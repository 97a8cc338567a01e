/// Canonical form used for exact deduplication and substring recall.
///
/// Trims surrounding whitespace and lowercases with full Unicode case mapping.
/// Interior whitespace is left untouched.
pub fn normalize(text: &str) -> String {
    text.trim().to_lowercase()
}
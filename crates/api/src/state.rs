//! Application state for the API server.

use std::sync::Arc;

use beebo_llm::build_llm_client;
use beebo_memory::{
    build_embedding_provider, ChangeFeed, EmbeddingProvider, Ingestor, LlmSummarizer,
    MemoryStore, RecallEngine, Summarizer,
};
use tracing::{info, warn};

use crate::auth::ApiToken;
use crate::config::ServerConfig;

/// Shared application state for the API server.
pub struct AppState {
    pub store: Arc<MemoryStore>,
    pub ingestor: Ingestor,
    pub recall: RecallEngine,
    pub feed: Arc<ChangeFeed>,

    /// `None` leaves the API open
    pub token: Option<ApiToken>,

    /// Server start time (for health checks)
    pub start_time: std::time::Instant,
}

impl AppState {
    /// Open the configured database and build the providers it names.
    pub fn from_config(config: &ServerConfig) -> anyhow::Result<Self> {
        config.validate()?;

        let store = Arc::new(MemoryStore::open(&config.memory.db_path)?);
        let embedder = build_embedding_provider(&config.embedding)?;
        if let Some(embedder) = &embedder {
            info!(model = embedder.model_name(), "Semantic deduplication enabled");
        }

        let summarizer: Option<Arc<dyn Summarizer>> =
            if config.summary.enabled && config.summary.llm.resolve_api_key().is_some() {
                let client = build_llm_client(&config.summary.llm)?;
                info!(model = client.model_name(), "Stream digests enabled");
                Some(Arc::new(
                    LlmSummarizer::new(client).with_max_tokens(config.summary.max_tokens),
                ))
            } else {
                if config.summary.enabled {
                    warn!("No LLM API key configured; stream digests disabled");
                }
                None
            };

        Self::with_components(config, store, embedder, summarizer)
    }

    /// Assemble state around an already-open store and explicit providers.
    pub fn with_components(
        config: &ServerConfig,
        store: Arc<MemoryStore>,
        embedder: Option<Arc<dyn EmbeddingProvider>>,
        summarizer: Option<Arc<dyn Summarizer>>,
    ) -> anyhow::Result<Self> {
        let ingestor = Ingestor::new(
            store.clone(),
            embedder,
            config.memory.dedup_policy,
            config.memory.semantic_threshold,
        );
        let recall = RecallEngine::new(store.clone(), &config.memory)?;
        let feed = Arc::new(ChangeFeed::new(
            store.clone(),
            summarizer,
            config.stream.clone(),
        ));

        Ok(Self {
            store,
            ingestor,
            recall,
            feed,
            token: config.server.token.as_deref().map(ApiToken::new),
            start_time: std::time::Instant::now(),
        })
    }

    /// Get the uptime in seconds.
    pub fn uptime_seconds(&self) -> u64 {
        self.start_time.elapsed().as_secs()
    }
}
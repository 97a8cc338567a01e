//! Short digests of recent memories for stream subscribers.

use std::sync::Arc;

use async_trait::async_trait;
use beebo_common::Result;
use beebo_llm::{LlmClient, LlmRequest};
use chrono::{DateTime, Utc};
use serde::Serialize;
use tracing::{debug, instrument};

use crate::types::Memory;

const DIGEST_INSTRUCTION: &str = "Summarize these memory items into 3 bullets:";

/// Produces a digest of a batch of memories.
#[async_trait]
pub trait Summarizer: Send + Sync {
    /// `Ok(None)` when there is nothing worth summarizing.
    async fn summarize(&self, items: &[Memory]) -> Result<Option<String>>;
}

#[derive(Serialize)]
struct DigestItem<'a> {
    id: &'a str,
    ts: Option<DateTime<Utc>>,
    text: &'a str,
    tags: &'a [String],
}

/// Build the digest prompt for `items`.
pub fn digest_prompt(items: &[Memory]) -> Result<String> {
    let digest: Vec<DigestItem<'_>> = items
        .iter()
        .map(|m| DigestItem {
            id: &m.id,
            ts: m.ts,
            text: &m.text,
            tags: &m.tags,
        })
        .collect();
    Ok(format!(
        "{DIGEST_INSTRUCTION}\n\n{}",
        serde_json::to_string_pretty(&digest)?
    ))
}

/// Summarizer backed by a chat completion model.
pub struct LlmSummarizer {
    client: Arc<dyn LlmClient>,
    max_tokens: u32,
}

impl LlmSummarizer {
    pub fn new(client: Arc<dyn LlmClient>) -> Self {
        Self {
            client,
            max_tokens: 200,
        }
    }

    pub fn with_max_tokens(mut self, max_tokens: u32) -> Self {
        self.max_tokens = max_tokens;
        self
    }
}

#[async_trait]
impl Summarizer for LlmSummarizer {
    #[instrument(skip(self, items), fields(model = self.client.model_name(), items = items.len()))]
    async fn summarize(&self, items: &[Memory]) -> Result<Option<String>> {
        if items.is_empty() {
            return Ok(None);
        }

        let request = LlmRequest::prompt(digest_prompt(items)?).with_max_tokens(self.max_tokens);
        let response = self.client.complete(request).await?;
        let text = response.content.trim();

        debug!(chars = text.len(), "Generated digest");
        Ok((!text.is_empty()).then(|| text.to_string()))
    }
}
//! HTTP mapping for domain errors.

use axum::{
    extract::rejection::{JsonRejection, QueryRejection},
    http::StatusCode,
    response::{IntoResponse, Response},
    Json,
};
use beebo_common::BeeboError;
use serde::Serialize;
use tracing::error;

/// `{ok: false, error}` body shared by every failure response.
#[derive(Debug, Serialize)]
pub struct ErrorBody {
    pub ok: bool,
    pub error: String,
}

#[derive(Debug)]
pub struct ApiError(pub BeeboError);

impl From<BeeboError> for ApiError {
    fn from(err: BeeboError) -> Self {
        Self(err)
    }
}

impl From<JsonRejection> for ApiError {
    fn from(rejection: JsonRejection) -> Self {
        Self(BeeboError::validation(format!(
            "invalid JSON body: {}",
            rejection.body_text()
        )))
    }
}

impl From<QueryRejection> for ApiError {
    fn from(rejection: QueryRejection) -> Self {
        Self(BeeboError::validation(rejection.body_text()))
    }
}

impl ApiError {
    pub fn status(&self) -> StatusCode {
        match &self.0 {
            BeeboError::Validation(_) => StatusCode::BAD_REQUEST,
            BeeboError::Auth => StatusCode::UNAUTHORIZED,
            BeeboError::NotFound(_) => StatusCode::NOT_FOUND,
            _ => StatusCode::INTERNAL_SERVER_ERROR,
        }
    }

    /// Client errors carry their message; server errors are logged and redacted.
    fn public_message(&self) -> String {
        if !self.0.is_client_error() {
            error!(error = %self.0, "Request failed");
            return "internal error".into();
        }
        match &self.0 {
            BeeboError::Validation(msg) => msg.clone(),
            BeeboError::NotFound(_) => "not found".into(),
            other => other.to_string(),
        }
    }
}

impl IntoResponse for ApiError {
    fn into_response(self) -> Response {
        let body = ErrorBody {
            ok: false,
            error: self.public_message(),
        };
        (self.status(), Json(body)).into_response()
    }
}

════════

▸ **BRIEF**: Look through the entries above and find each line where the word "false" occurs; copy those lines.

▸ **RESPONSE FOR THIS EXERCISE**:
/// `{ok: false, error}` body shared by every failure response.
            ok: false,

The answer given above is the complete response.